Un vent glacial soufflait sur Paris et pénétrait mon coeur.
Cet homme fier, aux cheveux noirs qui m’était destiné,
Faisait frémir mon corps , d’angoisse et de terreur...

Il était dur et brutal ... j’étais si mal aimé
Prête à tout supporter : les enfants, et le pire.
Un soir dans un salon, ton regard m’a croisé,
Je tremblais comme une feuille devant toi, Sire.

Lahorie, cher ami, sensible amoureux et sincère
Tu posas pour la vie, tes yeux bleus d’outremer
Sur moi : petite, humble Sophie qui était déjà mère
Prête à t’aimer pourtant, d’un feu défiant l’enfer...

Souvent mon mari s’absentait, militaire de métier
En Corse, en Italie pour des années entières ;
Armé par le gouvernement dont il était le pilier ;
Toi, mon amant, tu n’avais pour arme : que la prière !

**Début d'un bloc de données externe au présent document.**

use std::{
    path::PathBuf,
    sync::{Arc, mpsc::Receiver},
};

use anyhow::Context;
use clap::Parser;
use gamedata::Catalog;
use simulator::{
    Autopilot, DispatchableEvent, DungeonRun, OutcomeTally, RunConfig, RunOutcome, SaveStore,
};
use tracing_subscriber::EnvFilter;

/// Plays dungeon runs headlessly with the autopilot
#[derive(Parser, Debug)]
#[command(name = "runner")]
#[command(version)]
struct Cli {
    /// Run config (TOML); defaults apply to anything it leaves out
    #[arg(short, long)]
    config: Option<PathBuf>,

    /// Content directory, overriding the config and the bundled pack
    #[arg(long)]
    content: Option<PathBuf>,

    /// Save directory, overriding the config
    #[arg(long)]
    saves: Option<PathBuf>,

    /// Give up after this many ticks per run
    #[arg(long, default_value_t = 5_000_000)]
    max_ticks: u64,

    /// Abandon each save instead of playing it
    #[arg(long)]
    abandon: bool,

    /// Print dispatched run events to stderr
    #[arg(long)]
    verbose: bool,

    /// Save names to play; each resumes from disk if it exists
    #[arg(default_value = "autopilot")]
    saves_to_play: Vec<String>,
}

fn main() -> anyhow::Result<()> {
    tracing_subscriber::fmt()
        .with_env_filter(EnvFilter::from_default_env())
        .init();
    tracing::info!("launch");

    let cli = Cli::parse();
    let mut config = match &cli.config {
        Some(path) => RunConfig::from_path(path)?,
        None => RunConfig::default(),
    };
    if let Some(dir) = cli.content.clone() {
        config.content_dir = Some(dir);
    }
    if let Some(dir) = cli.saves.clone() {
        config.save_dir = dir;
    }

    let catalog = Arc::new(match &config.content_dir {
        Some(dir) => Catalog::load(dir)?,
        None => Catalog::load_bundled()?,
    });
    let store = SaveStore::new(config.save_dir.clone());
    tracing::info!(saves = ?store.list()?, dir = %store.dir().display(), "save store ready");

    let mut outcomes: Vec<RunOutcome> = Vec::with_capacity(cli.saves_to_play.len());
    for name in &cli.saves_to_play {
        let save = store.load_or_create(name, &catalog, &config)?;
        let (tx, rx) = std::sync::mpsc::channel();
        let mut run = DungeonRun::new(Arc::clone(&catalog), config.clone(), save)
            .with_store(store.clone())
            .with_channel(tx);
        if cli.verbose {
            run = run.with_stdout();
        }

        let outcome = play_save(name, &mut run, &rx, cli.abandon, cli.max_ticks)?;
        print!("{outcome}");
        outcomes.push(outcome);
    }

    if outcomes.len() > 1 {
        println!("{}", OutcomeTally::from(&outcomes));
    }
    Ok(())
}

/// Plays or abandons one save. Dispatched events are logged even when the run
/// fails, so the failing tick's error reaches the log before it propagates.
fn play_save(
    name: &str,
    run: &mut DungeonRun,
    rx: &Receiver<DispatchableEvent>,
    abandon: bool,
    max_ticks: u64,
) -> anyhow::Result<RunOutcome> {
    let result = if abandon {
        run.abandon()
    } else {
        Autopilot
            .play_to_end(run, max_ticks)
            .with_context(|| format!("while playing save {name:?}"))
    };
    log_events(name, rx);
    result
}

fn log_events(name: &str, rx: &Receiver<DispatchableEvent>) {
    for event in rx.try_iter() {
        match event {
            DispatchableEvent::Error(msg) => tracing::error!(save = %name, "{msg}"),
            DispatchableEvent::Warning(msg) => tracing::warn!(save = %name, "{msg}"),
            DispatchableEvent::Log(msg) => tracing::debug!(save = %name, "{msg}"),
            other => tracing::trace!(save = %name, event = ?other),
        }
    }
}
use std::sync::Arc;

use models::v1::{CardDefinition, Intention};
use simulator::{
    CardId, Combat, CombatSettings, Deck, DungeonRng, EnemyId, EnemyInstance, Health,
    PlayerState, Vitals,
};

use super::enemy_template;

#[allow(unused)]
pub static SEED: u64 = 0x3a3f7af8085da7a2;

#[allow(unused)]
pub fn rng() -> DungeonRng {
    DungeonRng::for_room(SEED, 0)
}

#[allow(unused)]
pub fn player(health: u32, base_mana: u32) -> PlayerState {
    PlayerState {
        vitals: Vitals::new(Health(health, 100)),
        base_mana,
    }
}

#[allow(unused)]
pub fn enemy(slot: usize, health: u32, pattern: Vec<Intention>) -> EnemyInstance {
    let template = Arc::new(enemy_template(&format!("Enemy {slot}"), health, pattern));
    EnemyInstance::new(EnemyId(slot), template, health)
}

/// Unshuffled deck: the last card of `draw` is drawn first.
#[allow(unused)]
pub fn deck(draw: Vec<CardDefinition>) -> Deck {
    Deck {
        draw: draw.into_iter().map(Arc::new).collect(),
        ..Default::default()
    }
}

#[allow(unused)]
pub fn start_combat(
    player: PlayerState,
    enemies: Vec<EnemyInstance>,
    draw: Vec<CardDefinition>,
    rng: &mut DungeonRng,
) -> Combat {
    Combat::start(player, enemies, deck(draw), CombatSettings::default(), rng)
}

#[allow(unused)]
pub fn hand_id(combat: &Combat, name: &str) -> CardId {
    combat
        .deck
        .hand
        .iter()
        .find(|c| c.definition.name == name)
        .map(|c| c.id)
        .unwrap_or_else(|| panic!("{name} is not in hand"))
}
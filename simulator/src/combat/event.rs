use models::v1::Intention;

use crate::{CardId, CardInstance, CombatPhase, DamageReport, EnemyId};

/// Where a played card ends up.
#[derive(Clone, Copy, Debug, PartialEq, Eq)]
pub enum CardDisposition {
    Discard,
    Exhaust,
    Delete,
}

/// Effect intents emitted by the combat state machine. The scene turns them
/// into entity operations; combat never touches entities itself.
#[derive(Clone, Debug)]
pub enum CombatEvent {
    TurnStarted { round: usize, mana: u32 },
    DeckReshuffled(usize),
    CardDrawn(CardInstance),
    HandDiscarded(Vec<CardId>),
    HandChanged,
    CardPlayed(CardInstance, Option<EnemyId>),
    CardResolved(CardId, CardDisposition),
    PlayerDamaged(DamageReport),
    PlayerHealed(u32),
    PlayerBlockChanged(u32),
    EnemyDamaged(EnemyId, DamageReport),
    EnemyBlockChanged(EnemyId, u32),
    EnemyHealthChanged(EnemyId, u32),
    EnemyActed(EnemyId, Intention),
    EnemyDied(EnemyId),
    TargetChanged(Option<EnemyId>),
    TurnEnded,
    PhaseChanged(CombatPhase),
}
pub mod animation;
pub mod entity;
pub mod registry;
pub mod tween;
pub mod vec2;

pub use animation::*;
pub use entity::*;
pub use registry::*;
pub use tween::*;
pub use vec2::*;
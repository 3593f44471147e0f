use models::v1::{Rarity, RarityWeights};
use rand::{Rng, SeedableRng, seq::SliceRandom};
use rand_chacha::ChaCha8Rng;

use crate::ROOM_SEED_OFFSET;

/// The random stream for one dungeon room. It is passed explicitly to every
/// generation and combat call and reseeded whenever a room is entered.
#[derive(Clone, Debug)]
pub struct DungeonRng {
    inner: ChaCha8Rng,
}

impl DungeonRng {
    pub fn from_seed(seed: u64) -> Self {
        Self {
            inner: ChaCha8Rng::seed_from_u64(seed),
        }
    }

    pub fn for_room(save_seed: u64, room_index: u32) -> Self {
        Self::from_seed(room_seed(save_seed, room_index))
    }

    pub fn reseed(&mut self, save_seed: u64, room_index: u32) {
        self.inner = ChaCha8Rng::seed_from_u64(room_seed(save_seed, room_index));
    }

    /// Inclusive on both ends.
    pub fn range_inclusive(&mut self, min: u32, max: u32) -> u32 {
        if min >= max {
            return min;
        }
        self.inner.random_range(min..=max)
    }

    pub fn index(&mut self, len: usize) -> usize {
        self.inner.random_range(0..len)
    }

    pub fn pick<'a, T>(&mut self, items: &'a [T]) -> Option<&'a T> {
        if items.is_empty() {
            return None;
        }
        let i = self.index(items.len());
        items.get(i)
    }

    pub fn chance(&mut self, probability: f64) -> bool {
        self.inner.random::<f64>() < probability
    }

    pub fn shuffle<T>(&mut self, items: &mut [T]) {
        items.shuffle(&mut self.inner);
    }

    pub fn rarity(&mut self, weights: &RarityWeights<u32>) -> Rarity {
        let total = weights.total();
        if total == 0 {
            return Rarity::Common;
        }
        let roll = self.inner.random_range(0..total);
        weights.tier_for_roll(roll)
    }
}

pub fn room_seed(save_seed: u64, room_index: u32) -> u64 {
    save_seed ^ (room_index as u64 + *ROOM_SEED_OFFSET)
}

En février mil huit cent deux, je mis au monde :
Petit Victor, le fruit de nos amours profondes
Le général Hugo accepta que tu fus le parrain
Ce qui renforça encore plus, nos doux liens.

Il fallait te cacher, tu étais poursuivit, tes amis arrêtés.
Ma vie devient un grand souci ... mon amour menacé.
Une joie : la jeune tête de Victor blonde et bouclée,
Mon enfant aux yeux bleus de son père tant aimé ...

Tu as vécu prés de nous une dizaine d’année
Veillant les premiers pas, l’instruction de ton fils
Pour lui nous étions prêts à tous les sacrifices...
L’échec... le coup d’état...tu fus arrêté... fusillé !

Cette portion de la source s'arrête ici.